▶ [Directions for this task]: Give the entries again, exactly as they stand.

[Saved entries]

==*==

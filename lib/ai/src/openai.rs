//! OpenAI-compatible chat-completions backend.

use crate::backend::{
    LlmBackend, LlmBackendConfig, LlmMessage, LlmProvider, LlmRequest, LlmResponse, TokenUsage,
};
use crate::error::LlmError;
use async_trait::async_trait;
use rootcause::prelude::Report;
use serde::{Deserialize, Serialize};
use std::time::Duration;
use tracing::{debug, instrument};

/// Backend speaking the `/v1/chat/completions` protocol.
#[derive(Debug, Clone)]
pub struct OpenAiBackend {
    client: reqwest::Client,
    config: LlmBackendConfig,
}

impl OpenAiBackend {
    /// Creates a backend from configuration.
    ///
    /// # Errors
    ///
    /// Returns an error if the HTTP client cannot be built or the base URL is
    /// empty.
    pub fn new(config: LlmBackendConfig) -> Result<Self, Report<LlmError>> {
        if config.base_url.trim().is_empty() {
            return Err(LlmError::InvalidConfig {
                reason: "base URL is empty".to_string(),
            }
            .into());
        }

        let client = reqwest::Client::builder()
            .timeout(Duration::from_secs(config.timeout_secs))
            .build()
            .map_err(|e| LlmError::InvalidConfig {
                reason: e.to_string(),
            })?;

        Ok(Self { client, config })
    }

    /// Full URL of the chat-completions endpoint.
    #[must_use]
    pub fn completions_url(&self) -> String {
        format!(
            "{}/v1/chat/completions",
            self.config.base_url.trim_end_matches('/')
        )
    }

    fn body<'a>(&'a self, request: &'a LlmRequest) -> ChatCompletionBody<'a> {
        ChatCompletionBody {
            model: &self.config.model,
            messages: &request.messages,
            temperature: request.temperature,
            max_tokens: request.max_tokens,
        }
    }
}

#[async_trait]
impl LlmBackend for OpenAiBackend {
    #[instrument(skip_all, fields(model = %self.config.model, messages = request.messages.len()))]
    async fn generate(&self, request: &LlmRequest) -> Result<LlmResponse, LlmError> {
        let url = self.completions_url();

        let mut http_request = self.client.post(&url).json(&self.body(request));
        if let Some(api_key) = self.config.api_key.as_deref()
            && !api_key.is_empty()
        {
            http_request = http_request.bearer_auth(api_key);
        }

        let response = http_request.send().await.map_err(|e| {
            if e.is_timeout() {
                LlmError::Timeout
            } else {
                LlmError::ProviderUnavailable {
                    provider: url.clone(),
                    reason: e.to_string(),
                }
            }
        })?;

        let status = response.status();
        if !status.is_success() {
            let body = response.text().await.unwrap_or_default();
            return Err(LlmError::RequestFailed {
                status: Some(status.as_u16()),
                reason: body,
            });
        }

        let raw = response
            .text()
            .await
            .map_err(|e| LlmError::ResponseParseFailed {
                reason: e.to_string(),
            })?;

        let parsed = parse_completion(&raw)?;
        debug!(
            input_tokens = parsed.usage.input_tokens,
            output_tokens = parsed.usage.output_tokens,
            "chat completion received"
        );
        Ok(parsed)
    }

    fn provider(&self) -> LlmProvider {
        self.config.provider
    }

    fn model(&self) -> &str {
        &self.config.model
    }
}

#[derive(Serialize)]
struct ChatCompletionBody<'a> {
    model: &'a str,
    messages: &'a [LlmMessage],
    #[serde(skip_serializing_if = "Option::is_none")]
    temperature: Option<f32>,
    #[serde(skip_serializing_if = "Option::is_none")]
    max_tokens: Option<u32>,
}

#[derive(Deserialize)]
struct ChatCompletionResponse {
    #[serde(default)]
    model: String,
    #[serde(default)]
    choices: Vec<Choice>,
    usage: Option<Usage>,
}

#[derive(Deserialize)]
struct Choice {
    message: ChoiceMessage,
}

#[derive(Deserialize)]
struct ChoiceMessage {
    content: Option<String>,
}

#[derive(Deserialize)]
struct Usage {
    #[serde(default)]
    prompt_tokens: u32,
    #[serde(default)]
    completion_tokens: u32,
}

/// Extracts the first choice's text from a raw response body.
fn parse_completion(raw: &str) -> Result<LlmResponse, LlmError> {
    let response: ChatCompletionResponse =
        serde_json::from_str(raw).map_err(|e| LlmError::ResponseParseFailed {
            reason: e.to_string(),
        })?;

    let content = response
        .choices
        .into_iter()
        .next()
        .and_then(|choice| choice.message.content)
        .ok_or(LlmError::EmptyCompletion)?;

    let usage = response
        .usage
        .map(|u| TokenUsage {
            input_tokens: u.prompt_tokens,
            output_tokens: u.completion_tokens,
        })
        .unwrap_or_default();

    Ok(LlmResponse {
        content,
        usage,
        model: response.model,
    })
}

==*==

▶ [Solution for this problem]:
filename lib/ai/src/openai.rs
//! OpenAI-compatible chat-completions backend.

use crate::backend::{
    LlmBackend, LlmBackendConfig, LlmMessage, LlmProvider, LlmRequest, LlmResponse, TokenUsage,
};
use crate::error::LlmError;
use async_trait::async_trait;
use rootcause::prelude::Report;
use serde::{Deserialize, Serialize};
use std::time::Duration;
use tracing::{debug, instrument};

/// Backend speaking the `/v1/chat/completions` protocol.
#[derive(Debug, Clone)]
pub struct OpenAiBackend {
    client: reqwest::Client,
    config: LlmBackendConfig,
}

impl OpenAiBackend {
    /// Creates a backend from configuration.
    ///
    /// # Errors
    ///
    /// Returns an error if the HTTP client cannot be built or the base URL is
    /// empty.
    pub fn new(config: LlmBackendConfig) -> Result<Self, Report<LlmError>> {
        if config.base_url.trim().is_empty() {
            return Err(LlmError::InvalidConfig {
                reason: "base URL is empty".to_string(),
            }
            .into());
        }

        let client = reqwest::Client::builder()
            .timeout(Duration::from_secs(config.timeout_secs))
            .build()
            .map_err(|e| LlmError::InvalidConfig {
                reason: e.to_string(),
            })?;

        Ok(Self { client, config })
    }

    /// Full URL of the chat-completions endpoint.
    #[must_use]
    pub fn completions_url(&self) -> String {
        format!(
            "{}/v1/chat/completions",
            self.config.base_url.trim_end_matches('/')
        )
    }

    fn body<'a>(&'a self, request: &'a LlmRequest) -> ChatCompletionBody<'a> {
        ChatCompletionBody {
            model: &self.config.model,
            messages: &request.messages,
            temperature: request.temperature,
            max_tokens: request.max_tokens,
        }
    }
}

#[async_trait]
impl LlmBackend for OpenAiBackend {
    #[instrument(skip_all, fields(model = %self.config.model, messages = request.messages.len()))]
    async fn generate(&self, request: &LlmRequest) -> Result<LlmResponse, LlmError> {
        let url = self.completions_url();

        let mut http_request = self.client.post(&url).json(&self.body(request));
        if let Some(api_key) = self.config.api_key.as_deref()
            && !api_key.is_empty()
        {
            http_request = http_request.bearer_auth(api_key);
        }

        let response = http_request.send().await.map_err(|e| {
            if e.is_timeout() {
                LlmError::Timeout
            } else {
                LlmError::ProviderUnavailable {
                    provider: url.clone(),
                    reason: e.to_string(),
                }
            }
        })?;

        let status = response.status();
        if !status.is_success() {
            let body = response.text().await.unwrap_or_default();
            return Err(LlmError::RequestFailed {
                status: Some(status.as_u16()),
                reason: body,
            });
        }

        let raw = response
            .text()
            .await
            .map_err(|e| LlmError::ResponseParseFailed {
                reason: e.to_string(),
            })?;

        let parsed = parse_completion(&raw)?;
        debug!(
            input_tokens = parsed.usage.input_tokens,
            output_tokens = parsed.usage.output_tokens,
            "chat completion received"
        );
        Ok(parsed)
    }

    fn provider(&self) -> LlmProvider {
        self.config.provider
    }

    fn model(&self) -> &str {
        &self.config.model
    }
}

#[derive(Serialize)]
struct ChatCompletionBody<'a> {
    model: &'a str,
    messages: &'a [LlmMessage],
    #[serde(skip_serializing_if = "Option::is_none")]
    temperature: Option<f32>,
    #[serde(skip_serializing_if = "Option::is_none")]
    max_tokens: Option<u32>,
}

#[derive(Deserialize)]
struct ChatCompletionResponse {
    #[serde(default)]
    model: String,
    #[serde(default)]
    choices: Vec<Choice>,
    usage: Option<Usage>,
}

#[derive(Deserialize)]
struct Choice {
    message: ChoiceMessage,
}

#[derive(Deserialize)]
struct ChoiceMessage {
    content: Option<String>,
}

#[derive(Deserialize)]
struct Usage {
    #[serde(default)]
    prompt_tokens: u32,
    #[serde(default)]
    completion_tokens: u32,
}

/// Extracts the first choice's text from a raw response body.
fn parse_completion(raw: &str) -> Result<LlmResponse, LlmError> {
    let response: ChatCompletionResponse =
        serde_json::from_str(raw).map_err(|e| LlmError::ResponseParseFailed {
            reason: e.to_string(),
        })?;

    let content = response
        .choices
        .into_iter()
        .next()
        .and_then(|choice| choice.message.content)
        .ok_or(LlmError::EmptyCompletion)?;

    let usage = response
        .usage
        .map(|u| TokenUsage {
            input_tokens: u.prompt_tokens,
            output_tokens: u.completion_tokens,
        })
        .unwrap_or_default();

    Ok(LlmResponse {
        content,
        usage,
        model: response.model,
    })
}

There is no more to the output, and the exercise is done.